Return exactly the lines below, starting with the one that has "(size.max(16) as u64 + 15) & !15" and going on through the one that has "Descriptor of the".

Stored data entries:
★ ★ ★ ★

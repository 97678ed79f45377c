//! Decal rendering support: the per-frame decal store, spray lifecycle and
//! the screen-space tile culling that feeds the decal shader.

pub mod camera;
pub mod decals;
pub mod gpu;
pub mod materials;
pub mod pipeline;
pub mod sprays;
pub mod tiles;

pub use camera::*;
pub use decals::*;
pub use gpu::*;
pub use materials::*;
pub use pipeline::*;
pub use sprays::*;
pub use tiles::*;
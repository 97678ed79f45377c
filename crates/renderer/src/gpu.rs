//! GPU buffer upload seam.
//!
//! The decal pass only ever hands opaque byte blobs plus an element stride to
//! a [`GpuUpload`]. [`WgpuUpload`] writes them into wgpu storage/uniform
//! buffers; [`CpuUpload`] keeps them in memory for headless runs and tests.

use std::collections::HashMap;
use std::sync::Arc;
use thiserror::Error;

/// Buffers consumed by the decal shader.
#[derive(Debug, Clone, Copy, PartialEq, Eq, Hash)]
pub enum BufferSlot {
    /// Uniform: live decal count.
    DecalCount,
    /// Storage: packed decal records.
    Decals,
    /// Uniform: tile grid dimensions.
    TileUniforms,
    /// Storage: per-tile `(first, count)` ranges.
    DecalTiles,
    /// Storage: flattened per-tile decal indices.
    DecalIndices,
}

impl BufferSlot {
    pub fn label(self) -> &'static str {
        match self {
            BufferSlot::DecalCount => "Decal Count Buffer",
            BufferSlot::Decals => "Decal Buffer",
            BufferSlot::TileUniforms => "Decal Tile Uniform Buffer",
            BufferSlot::DecalTiles => "Decal Tile Buffer",
            BufferSlot::DecalIndices => "Decal Index Buffer",
        }
    }

    pub fn is_uniform(self) -> bool {
        matches!(self, BufferSlot::DecalCount | BufferSlot::TileUniforms)
    }
}

#[derive(Debug, Error)]
pub enum RenderError {
    #[error("{0:?} was uploaded before it was allocated")]
    Unallocated(BufferSlot),
    #[error("upload of {len} bytes overflows {slot:?} ({capacity} bytes)")]
    Overflow {
        slot: BufferSlot,
        len: usize,
        capacity: usize,
    },
}

/// Minimal buffer upload primitive.
pub trait GpuUpload {
    /// (Re)create the buffer behind `slot` with room for `size` bytes.
    fn allocate(&mut self, slot: BufferSlot, size: usize);

    /// Write `bytes` (elements of `stride` bytes) at the start of `slot`.
    fn upload(&mut self, slot: BufferSlot, bytes: &[u8], stride: u32) -> Result<(), RenderError>;
}

/// wgpu requires buffer sizes and copies to be multiples of 4; uniforms want 16.
fn aligned_size(size: usize) -> u64 {
    (size.max(16) as u64 + 15) & !15
}

/// Errors if `len` bytes do not fit a buffer of `capacity` bytes.
fn check_fits(slot: BufferSlot, len: usize, capacity: usize) -> Result<(), RenderError> {
    if len > capacity {
        return Err(RenderError::Overflow { slot, len, capacity });
    }
    Ok(())
}

/// Descriptor of the wgpu buffer backing `slot`.
fn buffer_descriptor(slot: BufferSlot, size: usize) -> wgpu::BufferDescriptor<'static> {
    let usage = if slot.is_uniform() {
        wgpu::BufferUsages::UNIFORM | wgpu::BufferUsages::COPY_DST
    } else {
        wgpu::BufferUsages::STORAGE | wgpu::BufferUsages::COPY_DST
    };
    wgpu::BufferDescriptor {
        label: Some(slot.label()),
        size: aligned_size(size),
        usage,
        mapped_at_creation: false,
    }
}

/// Uploads into wgpu buffers.
pub struct WgpuUpload {
    device: Arc<wgpu::Device>,
    queue: Arc<wgpu::Queue>,
    buffers: HashMap<BufferSlot, wgpu::Buffer>,
}

impl WgpuUpload {
    pub fn new(device: Arc<wgpu::Device>, queue: Arc<wgpu::Queue>) -> Self {
        Self {
            device,
            queue,
            buffers: HashMap::new(),
        }
    }

    /// Buffer for bind group creation.
    pub fn buffer(&self, slot: BufferSlot) -> Option<&wgpu::Buffer> {
        self.buffers.get(&slot)
    }
}

impl GpuUpload for WgpuUpload {
    fn allocate(&mut self, slot: BufferSlot, size: usize) {
        let buffer = self.device.create_buffer(&buffer_descriptor(slot, size));
        if let Some(old) = self.buffers.insert(slot, buffer) {
            old.destroy();
        }
    }

    fn upload(&mut self, slot: BufferSlot, bytes: &[u8], _stride: u32) -> Result<(), RenderError> {
        let buffer = self.buffers.get(&slot).ok_or(RenderError::Unallocated(slot))?;
        check_fits(slot, bytes.len(), buffer.size() as usize)?;
        if !bytes.is_empty() {
            self.queue.write_buffer(buffer, 0, bytes);
        }
        Ok(())
    }
}

/// Last upload received by a [`CpuUpload`] slot.
#[derive(Debug, Clone, Default)]
pub struct CpuBuffer {
    pub capacity: usize,
    pub stride: u32,
    pub bytes: Vec<u8>,
}

/// In-memory upload target.
#[derive(Debug, Default)]
pub struct CpuUpload {
    buffers: HashMap<BufferSlot, CpuBuffer>,
    /// Number of `allocate` calls seen.
    pub allocations: usize,
}

impl CpuUpload {
    pub fn new() -> Self {
        Self::default()
    }

    pub fn buffer(&self, slot: BufferSlot) -> Option<&CpuBuffer> {
        self.buffers.get(&slot)
    }

    /// Contents of `slot` reinterpreted as `T` records.
    pub fn read<T: bytemuck::Pod>(&self, slot: BufferSlot) -> Vec<T> {
        self.buffers
            .get(&slot)
            .map(|b| {
                b.bytes
                    .chunks_exact(std::mem::size_of::<T>())
                    .map(bytemuck::pod_read_unaligned)
                    .collect()
            })
            .unwrap_or_default()
    }
}

impl GpuUpload for CpuUpload {
    fn allocate(&mut self, slot: BufferSlot, size: usize) {
        self.allocations += 1;
        self.buffers.insert(
            slot,
            CpuBuffer {
                capacity: aligned_size(size) as usize,
                stride: 0,
                bytes: Vec::new(),
            },
        );
    }

    fn upload(&mut self, slot: BufferSlot, bytes: &[u8], stride: u32) -> Result<(), RenderError> {
        let buffer = self.buffers.get_mut(&slot).ok_or(RenderError::Unallocated(slot))?;
        check_fits(slot, bytes.len(), buffer.capacity)?;
        buffer.stride = stride;
        buffer.bytes.clear();
        buffer.bytes.extend_from_slice(bytes);
        Ok(())
    }
}

#[cfg(test)]
mod tests {
    use super::*;

    #[test]
    fn upload_requires_allocation() {
        let mut gpu = CpuUpload::new();
        assert!(matches!(
            gpu.upload(BufferSlot::Decals, &[0; 4], 4),
            Err(RenderError::Unallocated(BufferSlot::Decals))
        ));
    }

    #[test]
    fn upload_rejects_overflow_and_keeps_last_write() {
        let mut gpu = CpuUpload::new();
        gpu.allocate(BufferSlot::DecalIndices, 8);
        assert_eq!(gpu.buffer(BufferSlot::DecalIndices).unwrap().capacity, 16);
        gpu.upload(BufferSlot::DecalIndices, bytemuck::cast_slice(&[1u32, 2, 3]), 4)
            .unwrap();
        assert_eq!(gpu.read::<u32>(BufferSlot::DecalIndices), vec![1, 2, 3]);
        assert!(gpu.upload(BufferSlot::DecalIndices, &[0; 32], 4).is_err());
    }

    #[test]
    fn aligned_sizes() {
        assert_eq!(aligned_size(0), 16);
        assert_eq!(aligned_size(17), 32);
        assert_eq!(aligned_size(64), 64);
    }

    #[test]
    fn wgpu_buffers_match_their_binding_kind() {
        for slot in [BufferSlot::DecalCount, BufferSlot::TileUniforms] {
            let desc = buffer_descriptor(slot, 4);
            assert_eq!(desc.usage, wgpu::BufferUsages::UNIFORM | wgpu::BufferUsages::COPY_DST);
            assert_eq!(desc.size, 16);
            assert_eq!(desc.label, Some(slot.label()));
            assert!(!desc.mapped_at_creation);
        }
        for slot in [BufferSlot::Decals, BufferSlot::DecalTiles, BufferSlot::DecalIndices] {
            let desc = buffer_descriptor(slot, 100);
            assert_eq!(desc.usage, wgpu::BufferUsages::STORAGE | wgpu::BufferUsages::COPY_DST);
            assert_eq!(desc.size, 112);
        }
    }

    #[test]
    fn overflow_reports_slot_and_sizes() {
        assert!(check_fits(BufferSlot::Decals, 64, 64).is_ok());
        assert!(check_fits(BufferSlot::Decals, 0, 16).is_ok());
        let err = check_fits(BufferSlot::DecalTiles, 65, 64).unwrap_err();
        assert!(matches!(
            err,
            RenderError::Overflow {
                slot: BufferSlot::DecalTiles,
                len: 65,
                capacity: 64
            }
        ));
        assert_eq!(err.to_string(), "upload of 65 bytes overflows DecalTiles (64 bytes)");
    }
}
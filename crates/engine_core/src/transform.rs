//! Euler-angle helpers in the game's Z-up convention.
//!
//! Angles are `(pitch, yaw, roll)` in degrees. Positive pitch looks down.

use glam::Vec3;

/// Basis vectors for a set of view angles.
#[derive(Debug, Clone, Copy, PartialEq)]
pub struct AngleVectors {
    pub forward: Vec3,
    pub right: Vec3,
    pub up: Vec3,
}

/// Forward/right/up for `angles`. At zero angles forward is +X, right is -Y and up is +Z.
pub fn angle_vectors(angles: Vec3) -> AngleVectors {
    let (sp, cp) = angles.x.to_radians().sin_cos();
    let (sy, cy) = angles.y.to_radians().sin_cos();
    let (sr, cr) = angles.z.to_radians().sin_cos();

    AngleVectors {
        forward: Vec3::new(cp * cy, cp * sy, -sp),
        right: Vec3::new(-sr * sp * cy + cr * sy, -sr * sp * sy - cr * cy, -sr * cp),
        up: Vec3::new(cr * sp * cy + sr * sy, cr * sp * sy - sr * cy, cr * cp),
    }
}

/// Just the forward vector.
pub fn angles_forward(angles: Vec3) -> Vec3 {
    angle_vectors(angles).forward
}

/// Inverse of [`angles_forward`]; roll is always zero.
pub fn vec_to_angles(dir: Vec3) -> Vec3 {
    let (pitch, yaw);
    if dir.x == 0.0 && dir.y == 0.0 {
        yaw = 0.0;
        pitch = if dir.z > 0.0 { 90.0 } else { 270.0 };
    } else {
        let mut y = dir.y.atan2(dir.x).to_degrees();
        if y < 0.0 {
            y += 360.0;
        }
        yaw = y;

        let flat = (dir.x * dir.x + dir.y * dir.y).sqrt();
        let mut p = dir.z.atan2(flat).to_degrees();
        if p < 0.0 {
            p += 360.0;
        }
        pitch = p;
    }
    Vec3::new(-pitch, yaw, 0.0)
}

/// Linear interpolation `a + (b - a) * t`.
pub fn lerp(a: f32, t: f32, b: f32) -> f32 {
    a + (b - a) * t
}

#[cfg(test)]
mod tests {
    use super::*;

    fn close(a: Vec3, b: Vec3) -> bool {
        (a - b).length() < 1e-4
    }

    #[test]
    fn zero_angles_basis() {
        let v = angle_vectors(Vec3::ZERO);
        assert!(close(v.forward, Vec3::X));
        assert!(close(v.right, -Vec3::Y));
        assert!(close(v.up, Vec3::Z));
    }

    #[test]
    fn positive_pitch_looks_down() {
        let f = angles_forward(Vec3::new(45.0, 0.0, 0.0));
        assert!(f.z < 0.0);
    }

    #[test]
    fn vec_to_angles_roundtrips_direction() {
        let dir = Vec3::new(0.3, -0.8, 0.2).normalize();
        let back = angles_forward(vec_to_angles(dir));
        assert!(close(dir, back));
    }

    #[test]
    fn vertical_directions() {
        assert!(close(angles_forward(vec_to_angles(Vec3::Z)), Vec3::Z));
        assert!(close(angles_forward(vec_to_angles(-Vec3::Z)), -Vec3::Z));
    }
}
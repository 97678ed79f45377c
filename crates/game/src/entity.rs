//! Entity arena.
//!
//! Slot 0 is the world and slots `1..=max_clients` belong to clients; every
//! other slot is handed out by [`EntityTable::spawn`]. Entities refer to each
//! other by [`EntityId`], never by reference.

use crate::error::GameError;
use crate::weapons::{WeaponState, WeaponType, WEAPON_COUNT};
use bitflags::bitflags;
use engine_core::{EntityId, Team, Vec3};
use physics::Contents;
use std::ops::{Index, IndexMut};

/// Freed slots are not handed out again for this long...
const FREE_SLOT_DELAY_MS: i64 = 500;
/// ...unless the level is younger than this.
const LEVEL_START_GRACE_MS: i64 = 2000;

#[derive(Debug, Clone, Copy, Default, PartialEq, Eq)]
pub enum MoveType {
    #[default]
    None,
    /// Pushers (doors, platforms).
    Push,
    Player,
    Toss,
    LinearProjectile,
    Bounce,
    BounceGrenade,
}

bitflags! {
    /// Network visibility flags.
    #[derive(Debug, Clone, Copy, Default, PartialEq, Eq)]
    pub struct SvFlags: u32 {
        /// Not sent to any client.
        const NOCLIENT = 1 << 0;
        const PROJECTILE = 1 << 1;
        /// Always sent to the owner.
        const FORCEOWNER = 1 << 2;
        /// Only sent to the owner.
        const ONLYOWNER = 1 << 3;
    }
}

/// Closed set of projectile-like entities; drives touch dispatch.
#[derive(Debug, Clone, Copy, PartialEq, Eq)]
pub enum ProjectileKind {
    Grenade,
    Rocket,
    Plasma,
    Bubble,
    RifleBullet,
    LaserBeam,
}

/// Deferred action polled by the frame loop.
#[derive(Debug, Clone, Copy, PartialEq, Eq)]
pub enum ThinkKind {
    Free,
    GrenadeExplode,
    /// Plasma and bubble backtrace, re-armed every frame.
    Plasma,
    Laser,
}

/// Damage parameters a projectile carries from its weapon.
#[derive(Debug, Clone, Copy, Default, PartialEq)]
pub struct ProjectileInfo {
    pub min_damage: f32,
    pub max_damage: f32,
    pub min_knockback: f32,
    pub max_knockback: f32,
    pub radius: f32,
}

/// Client-side extrapolation data for linear projectiles.
#[derive(Debug, Clone, Copy, PartialEq)]
pub struct LinearMovement {
    pub begin: Vec3,
    pub velocity: Vec3,
    pub time_stamp: i64,
    /// Clamped to `0..=255`.
    pub time_delta: u8,
}

#[derive(Debug, Clone, Copy, Default, PartialEq)]
pub struct ClientStats {
    pub accuracy_shots: [u32; WEAPON_COUNT],
    pub accuracy_hits: [u32; WEAPON_COUNT],
    pub damage_given: f32,
    pub damage_taken: f32,
    pub frags: u32,
}

#[derive(Debug, Clone, Default)]
pub struct Client {
    pub view_height: f32,
    pub view_angles: Vec3,
    /// Latency to compensate, in milliseconds.
    pub time_delta: i64,
    /// How long the client has been zoomed in.
    pub zoom_time: i64,
    pub weapon_state: WeaponState,
    pub spawned: bool,
    /// Spectating or dead.
    pub ghosting: bool,
    pub stats: ClientStats,
}

#[derive(Debug, Clone)]
pub struct Entity {
    pub id: EntityId,
    pub in_use: bool,
    /// Level time the slot was last freed.
    pub free_time: i64,
    pub classname: &'static str,

    pub origin: Vec3,
    pub old_origin: Vec3,
    /// Beam end point for lasers.
    pub origin2: Vec3,
    pub angles: Vec3,
    pub velocity: Vec3,
    pub avelocity: Vec3,
    pub mins: Vec3,
    pub maxs: Vec3,
    pub mass: f32,
    /// What the entity is made of when linked; empty for non-solid.
    pub contents: Contents,
    /// What the entity collides with while moving.
    pub clip_mask: Contents,
    /// Brush model (door, platform) rather than a bounding box.
    pub brush_model: bool,
    pub move_type: MoveType,
    pub sv_flags: SvFlags,
    pub water_level: bool,
    pub ground: Option<EntityId>,

    pub owner: Option<EntityId>,
    pub team: Team,
    pub weapon: Option<WeaponType>,
    pub take_damage: bool,
    pub health: f32,
    /// Last entity a grenade touched; spared by its splash.
    pub enemy: Option<EntityId>,

    pub kind: Option<ProjectileKind>,
    pub projectile: ProjectileInfo,
    pub linear: Option<LinearMovement>,
    pub think: Option<ThinkKind>,
    pub next_think: i64,
    pub timeout: i64,
    pub time_stamp: i64,
    pub time_delta: i64,

    pub client: Option<Client>,
}

impl Entity {
    fn new(id: EntityId) -> Self {
        Self {
            id,
            in_use: false,
            free_time: 0,
            classname: "noclass",
            origin: Vec3::ZERO,
            old_origin: Vec3::ZERO,
            origin2: Vec3::ZERO,
            angles: Vec3::ZERO,
            velocity: Vec3::ZERO,
            avelocity: Vec3::ZERO,
            mins: Vec3::ZERO,
            maxs: Vec3::ZERO,
            mass: 200.0,
            contents: Contents::empty(),
            clip_mask: Contents::empty(),
            brush_model: false,
            move_type: MoveType::None,
            sv_flags: SvFlags::empty(),
            water_level: false,
            ground: None,
            owner: None,
            team: Team::None,
            weapon: None,
            take_damage: false,
            health: 0.0,
            enemy: None,
            kind: None,
            projectile: ProjectileInfo::default(),
            linear: None,
            think: None,
            next_think: 0,
            timeout: 0,
            time_stamp: 0,
            time_delta: 0,
            client: None,
        }
    }

    /// Set the think callback to run at `time`.
    pub fn schedule(&mut self, think: ThinkKind, time: i64) {
        self.think = Some(think);
        self.next_think = time;
    }
}

/// Fixed-capacity entity arena.
#[derive(Debug)]
pub struct EntityTable {
    entities: Vec<Entity>,
    max_clients: usize,
    max_entities: usize,
    /// Slots touched so far; scanning for free slots stops here.
    num_entities: usize,
}

impl EntityTable {
    pub fn new(max_clients: usize, max_entities: usize) -> Self {
        let max_entities = max_entities.max(max_clients + 2);
        let reserved = max_clients + 1;
        let mut entities: Vec<Entity> = (0..reserved).map(|i| Entity::new(EntityId::from(i))).collect();
        entities[0].in_use = true;
        entities[0].classname = "worldspawn";
        entities[0].move_type = MoveType::Push;
        entities[0].brush_model = true;
        Self {
            entities,
            max_clients,
            max_entities,
            num_entities: reserved,
        }
    }

    pub fn max_clients(&self) -> usize {
        self.max_clients
    }

    pub fn capacity(&self) -> usize {
        self.max_entities
    }

    pub fn is_client(&self, id: EntityId) -> bool {
        (1..=self.max_clients).contains(&id.index())
    }

    /// Hand out a free slot, skipping slots freed in the last 500 ms once the
    /// level has been running for two seconds.
    pub fn spawn(&mut self, now: i64) -> Result<EntityId, GameError> {
        let first = self.max_clients + 1;
        for i in first..self.num_entities {
            let e = &self.entities[i];
            if !e.in_use && (e.free_time < LEVEL_START_GRACE_MS || now - e.free_time > FREE_SLOT_DELAY_MS) {
                return Ok(self.init_slot(i));
            }
        }

        if self.num_entities >= self.max_entities {
            return Err(GameError::EntityTableFull {
                max: self.max_entities,
            });
        }
        let i = self.num_entities;
        self.num_entities += 1;
        self.entities.push(Entity::new(EntityId::from(i)));
        Ok(self.init_slot(i))
    }

    fn init_slot(&mut self, i: usize) -> EntityId {
        let id = EntityId::from(i);
        self.entities[i] = Entity::new(id);
        self.entities[i].in_use = true;
        id
    }

    /// Release a slot. The world and client slots are never freed.
    pub fn free(&mut self, id: EntityId, now: i64) {
        let i = id.index();
        if i <= self.max_clients || i >= self.entities.len() {
            return;
        }
        let mut freed = Entity::new(id);
        freed.classname = "freed";
        freed.free_time = now;
        self.entities[i] = freed;
    }

    pub fn get(&self, id: EntityId) -> Option<&Entity> {
        self.entities.get(id.index()).filter(|e| e.in_use)
    }

    pub fn get_mut(&mut self, id: EntityId) -> Option<&mut Entity> {
        self.entities.get_mut(id.index()).filter(|e| e.in_use)
    }

    pub fn in_use(&self, id: EntityId) -> bool {
        self.get(id).is_some()
    }

    /// Ids of every entity in use, world included.
    pub fn ids_in_use(&self) -> Vec<EntityId> {
        self.entities.iter().filter(|e| e.in_use).map(|e| e.id).collect()
    }

    pub fn iter(&self) -> impl Iterator<Item = &Entity> {
        self.entities.iter().filter(|e| e.in_use)
    }

    /// Entities in use outside the world and client slots.
    pub fn spawned(&self) -> impl Iterator<Item = &Entity> {
        self.entities.iter().skip(self.max_clients + 1).filter(|e| e.in_use)
    }

    pub fn count_in_use(&self) -> usize {
        self.iter().count()
    }
}

impl Index<EntityId> for EntityTable {
    type Output = Entity;

    fn index(&self, id: EntityId) -> &Entity {
        &self.entities[id.index()]
    }
}

impl IndexMut<EntityId> for EntityTable {
    fn index_mut(&mut self, id: EntityId) -> &mut Entity {
        &mut self.entities[id.index()]
    }
}

#[cfg(test)]
mod tests {
    use super::*;

    #[test]
    fn reserved_slots() {
        let table = EntityTable::new(4, 32);
        assert!(table.in_use(EntityId::WORLD));
        assert!(!table.in_use(EntityId(1)));
        assert!(table.is_client(EntityId(4)));
        assert!(!table.is_client(EntityId(5)));
        assert!(!table.is_client(EntityId::WORLD));
    }

    #[test]
    fn spawn_starts_after_clients() {
        let mut table = EntityTable::new(4, 32);
        assert_eq!(table.spawn(0).unwrap(), EntityId(5));
        assert_eq!(table.spawn(0).unwrap(), EntityId(6));
    }

    #[test]
    fn freed_slot_reuse_is_delayed_after_level_start() {
        let mut table = EntityTable::new(1, 32);
        let a = table.spawn(5000).unwrap();
        table.free(a, 5000);
        // Too fresh: a new slot is used.
        assert_ne!(table.spawn(5100).unwrap(), a);
        // Old enough.
        assert_eq!(table.spawn(5600).unwrap(), a);
    }

    #[test]
    fn freed_slot_reused_immediately_at_level_start() {
        let mut table = EntityTable::new(1, 32);
        let a = table.spawn(0).unwrap();
        table.free(a, 100);
        assert_eq!(table.spawn(150).unwrap(), a);
    }

    #[test]
    fn full_table_is_an_error() {
        let mut table = EntityTable::new(1, 4);
        table.spawn(0).unwrap();
        table.spawn(0).unwrap();
        assert!(matches!(table.spawn(0), Err(GameError::EntityTableFull { max: 4 })));
    }

    #[test]
    fn world_and_clients_are_never_freed() {
        let mut table = EntityTable::new(2, 8);
        table.free(EntityId::WORLD, 0);
        assert!(table.in_use(EntityId::WORLD));
    }
}
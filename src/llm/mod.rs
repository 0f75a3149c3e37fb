pub mod interface;
pub mod huggingface_llm;

pub use interface::ResponseGenerator;
pub use huggingface_llm::HuggingFaceLLM;
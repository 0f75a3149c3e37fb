use async_trait::async_trait;

use crate::error::TtsError;

/// Speech synthesizer trait
#[async_trait]
pub trait SpeechSynthesizer: Send + Sync {
    /// Render `text` to an audio file and return the relative URL it is
    /// served at.
    ///
    /// The text is not inspected; error messages from earlier stages are
    /// spoken like any other reply.
    async fn synthesize(&self, text: &str) -> Result<String, TtsError>;
}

★ ★ ★ ★

RESPONSE TO THE TASK:
    (size.max(16) as u64 + 15) & !15
}

/// Errors if `len` bytes do not fit a buffer of `capacity` bytes.
fn check_fits(slot: BufferSlot, len: usize, capacity: usize) -> Result<(), RenderError> {
    if len > capacity {
        return Err(RenderError::Overflow { slot, len, capacity });
    }
    Ok(())
}

/// Descriptor of the wgpu buffer backing `slot`.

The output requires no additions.